As a manager at Sandia National Laboratories, David Gardner CC can tell you the details matter, whether it’s lab work, crafting a speech or baking cornbread.
“It has to be fresh, and that’s hard in a contest, said Gardner, whose batch boasts a New Mexico State Fair blue ribbon. “Eating it right after it’s cooked it the most important thing. I put a little more sugar in my recipe than a lot of people. That helps.”
Gardner, a member of Valencia Voices Toastmasters of Los Lunas, was the Area 33 Director last year and is spending this year as Division C Director for Toastmasters District 23.
A native of Southern California, he has also lived in Pennsylvania and Australia. He lived in Melbourne long enough to earn a college degree, but not long enough to pick up any accent. His home club is Valencia Voices.
How did you find out about Toastmasters, and what brought you into that first meeting?
My son has been in Toastmasters for about 10 years now. He took me to my first meeting.
What was it that brought you to your second meeting?
It was the friendliness of the club, and the potential I saw to improve my skills. The friendliness of the club is first for most people, and it certainly was for me.
How are you using your Toastmasters skills outside of the organization?
I use them in my work all of the time. I speak quite a bit, and I would have said I was an adequate speaker before I joined Toastmasters. But I’ve never been that good in an impromptu situation.

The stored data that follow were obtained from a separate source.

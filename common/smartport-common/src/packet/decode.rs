use crate::packet::{join_checksum, packet_length, BodyLayout, PacketError, PacketHeader};
use crate::{BLOCK_LEN, PEND};

/// Result of an in-place decode: the payload now occupies `buf[..payload_len]`.
#[derive(Debug, Copy, Clone, Eq, PartialEq)]
pub struct DecodedPacket {
    pub header: PacketHeader,
    pub payload_len: usize,
}

/// Reads the header and checks that PEND sits where the counts say it should. Returns the
/// header and the checksum carried by the packet.
fn frame(buf: &[u8]) -> Result<(PacketHeader, u8), PacketError> {
    let header = PacketHeader::read(buf)?;
    let end = header.end();
    match buf.get(end) {
        None => Err(PacketError::BufferTooSmall {
            needed: end + 1,
            available: buf.len(),
        }),
        Some(&PEND) => {
            let at = header.checksum();
            Ok((header, join_checksum([buf[at], buf[at + 1]])))
        }
        Some(&found) => Err(PacketError::MissingEnd { at: end, found }),
    }
}

/// Payload byte `i` of a body starting at `body`.
fn decoded_byte(buf: &[u8], body: usize, layout: BodyLayout, i: usize) -> u8 {
    let (msb_at, data_at, bit) = if i < layout.odd {
        (body, body + 1 + i, i)
    } else {
        let j = i - layout.odd;
        let group = body + layout.group_offset() + 8 * (j / 7);
        (group, group + 1 + j % 7, j % 7)
    };
    (buf[data_at] & 0x7f) | ((buf[msb_at] << (bit + 1)) & 0x80)
}

fn check(computed: u8, expected: u8) -> Result<(), PacketError> {
    if computed == expected {
        Ok(())
    } else {
        Err(PacketError::Checksum { computed, expected })
    }
}

/// Decodes a packet in place, leaving the payload at the front of `buf`.
///
/// Every payload byte is written to an offset below the bytes it is read from, so a single
/// forward pass is safe. The header is overwritten in the process; it is returned instead.
pub fn decode_packet(buf: &mut [u8]) -> Result<DecodedPacket, PacketError> {
    let (header, expected) = frame(buf)?;
    let mut computed = header.header_checksum(buf);
    let body = header.body();
    let payload_len = header.layout.payload_len();
    for i in 0..payload_len {
        let b = decoded_byte(buf, body, header.layout, i);
        computed ^= b;
        buf[i] = b;
    }
    check(computed, expected)?;
    Ok(DecodedPacket {
        header,
        payload_len,
    })
}

/// [`decode_packet`] for the data packet that follows a write-block command.
pub fn decode_data_packet(buf: &mut [u8]) -> Result<DecodedPacket, PacketError> {
    let decoded = decode_packet(buf)?;
    if decoded.payload_len != BLOCK_LEN {
        return Err(PacketError::BlockLength(decoded.payload_len));
    }
    Ok(decoded)
}

/// Checks framing and checksum without touching the buffer.
pub fn verify_checksum(buf: &[u8]) -> Result<PacketHeader, PacketError> {
    let (header, expected) = frame(buf)?;
    let body = header.body();
    let computed = (0..header.layout.payload_len())
        .map(|i| decoded_byte(buf, body, header.layout, i))
        .fold(header.header_checksum(buf), |acc, b| acc ^ b);
    check(computed, expected)?;
    Ok(header)
}

/// Decodes the payload into `out`, leaving `buf` intact.
pub fn decode_payload(buf: &[u8], out: &mut [u8]) -> Result<PacketHeader, PacketError> {
    let header = verify_checksum(buf)?;
    let len = header.layout.payload_len();
    if out.len() < len {
        return Err(PacketError::BufferTooSmall {
            needed: len,
            available: out.len(),
        });
    }
    let body = header.body();
    for (i, b) in out[..len].iter_mut().enumerate() {
        *b = decoded_byte(buf, body, header.layout, i);
    }
    Ok(header)
}

/// Checksum check for a received command packet.
///
/// Command packets always carry nine payload bytes, so the body layout is fixed rather than
/// read from the counts, and the checksum is located from the end of the received frame.
pub fn verify_command_checksum(buf: &[u8]) -> Result<(), PacketError> {
    const LAYOUT: BodyLayout = BodyLayout::for_payload(9);
    let header = PacketHeader::read(buf)?;
    let last = packet_length(buf).ok_or(PacketError::Unterminated)?;
    let body = header.body();
    if last < body + LAYOUT.encoded_len() + 2 {
        return Err(PacketError::Unterminated);
    }
    let expected = join_checksum([buf[last - 2], buf[last - 1]]);
    let computed = (0..LAYOUT.payload_len())
        .map(|i| decoded_byte(buf, body, LAYOUT, i))
        .fold(header.header_checksum(buf), |acc, b| acc ^ b);
    check(computed, expected)
}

I was really pleased I could give an impromptu seven-minute speech at Albuquerque Weekenders (June 17). They were short a speaker and asked if I could speak and speak about being an area director. Most people didn’t realize it was an impromptu speech until I said it later in the meeting. For me to do that, and not have it completely rattle me shows great progress.

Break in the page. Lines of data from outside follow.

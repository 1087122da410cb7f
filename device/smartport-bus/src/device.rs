//! The seam between the bus engine and the devices it carries.

use crate::link::LinkError;
use smartport_common::packet::PacketError;
use thiserror::Error;

/// Frame-level access to the bus, as handed to a device while it handles a command.
pub trait Transport {
    /// Receives the next frame into `buf`, e.g. the data packet of a write command.
    fn receive_frame(&mut self, buf: &mut [u8]) -> Result<usize, LinkError>;
    /// Transmits `buf` up to its zero terminator.
    fn transmit_frame(&mut self, buf: &[u8]) -> Result<(), LinkError>;
}

/// A command packet, as routed by the arbiter. The packet itself is in the device's buffer.
#[derive(Debug, Copy, Clone, Eq, PartialEq)]
pub struct Command {
    /// Unit identity the packet was addressed to.
    pub unit: u8,
    /// Raw command code; see [`smartport_common::CommandCode`].
    pub code: u8,
    /// Offset of PBEGIN in the buffer.
    pub begin: usize,
    /// Bytes received, not counting the terminator.
    pub len: usize,
}

#[derive(Debug, Copy, Clone, Eq, PartialEq, Error)]
pub enum DeviceError {
    #[error("link: {0}")]
    Link(#[from] LinkError),
    #[error("packet: {0}")]
    Packet(#[from] PacketError),
    #[error("unsupported command {0:02x}")]
    Unsupported(u8),
}

/// A logical device on the daisy chain.
pub trait LogicalDevice {
    /// The device's packet buffer. Received command packets land here, replies are encoded
    /// here. Must hold at least [`smartport_common::PACKET_BUFFER_LEN`] bytes.
    fn packet_buffer(&mut self) -> &mut [u8];

    /// Handles a command packet addressed to this device. ACK is enabled and low on entry;
    /// any reply goes out through `link`.
    fn process(&mut self, link: &mut dyn Transport, command: &Command) -> Result<(), DeviceError>;

    /// Called before the system goes down.
    fn shutdown(&mut self) {}

    /// Short name for log output.
    fn name(&self) -> &str {
        "device"
    }
}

I use that in my job as well. The other day, we were in a strategic planning meeting. They offered the opportunity to add to the agenda. I caucused with a few people in the meeting, and asked them, “Do you mind if I get up and propose something?” I got up and proposed a new technical trust area.

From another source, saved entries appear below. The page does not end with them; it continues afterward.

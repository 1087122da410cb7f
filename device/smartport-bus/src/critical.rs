use core::marker::PhantomData;
use critical_section::RestoreState;

/// Interrupts stay masked for as long as this is alive, and are restored to their previous
/// state when it drops, on every exit path.
///
/// The board supplies the mask/restore implementation through `critical_section::set_impl!`.
pub struct InterruptGuard {
    state: RestoreState,
    // restore must happen on the core that masked
    _not_send: PhantomData<*mut ()>,
}

impl InterruptGuard {
    pub fn acquire() -> Self {
        Self {
            state: unsafe { critical_section::acquire() },
            _not_send: PhantomData,
        }
    }
}

impl Drop for InterruptGuard {
    fn drop(&mut self) {
        unsafe { critical_section::release(self.state) }
    }
}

I did a competent job. Was there room for improvement? Absolutely. But there was a time when I really would have shied away from that.
What was the light-switch moment where you realized what you did in Toastmasters had a tangible effect on what you did outside of Toastmasters?
That event I described was certainly one. Getting up and saying a few words is one thing; getting up and saying something for five minutes is a different one. There are other events, but that one stands out in my mind.
If you could go back in time and see yourself attending that first meeting, what would you tell yourself?
If I could do it again, I’d join sooner. I’d attended meetings as a guest for quite a few weeks, and looking back there’s no reason I couldn’t have joined after the first meeting. My son was a Toastmaster for years, and I saw the improvement he had made. I could have started speeches earlier.
What would you like to do with this office in the coming year?
I’d like to mentor or coach my area directors, to the extent they are interested in that, and I hope the area as a whole. I’d like to see us improve our mentoring at the club level. I’ve had some contact where mentoring people would have retained club members, or improved their experience.
There’s a lot to absorb in Toastmasters. When you’re dropped into it, and you don’t have somebody to help you in a meaningful way, it can be overwhelming.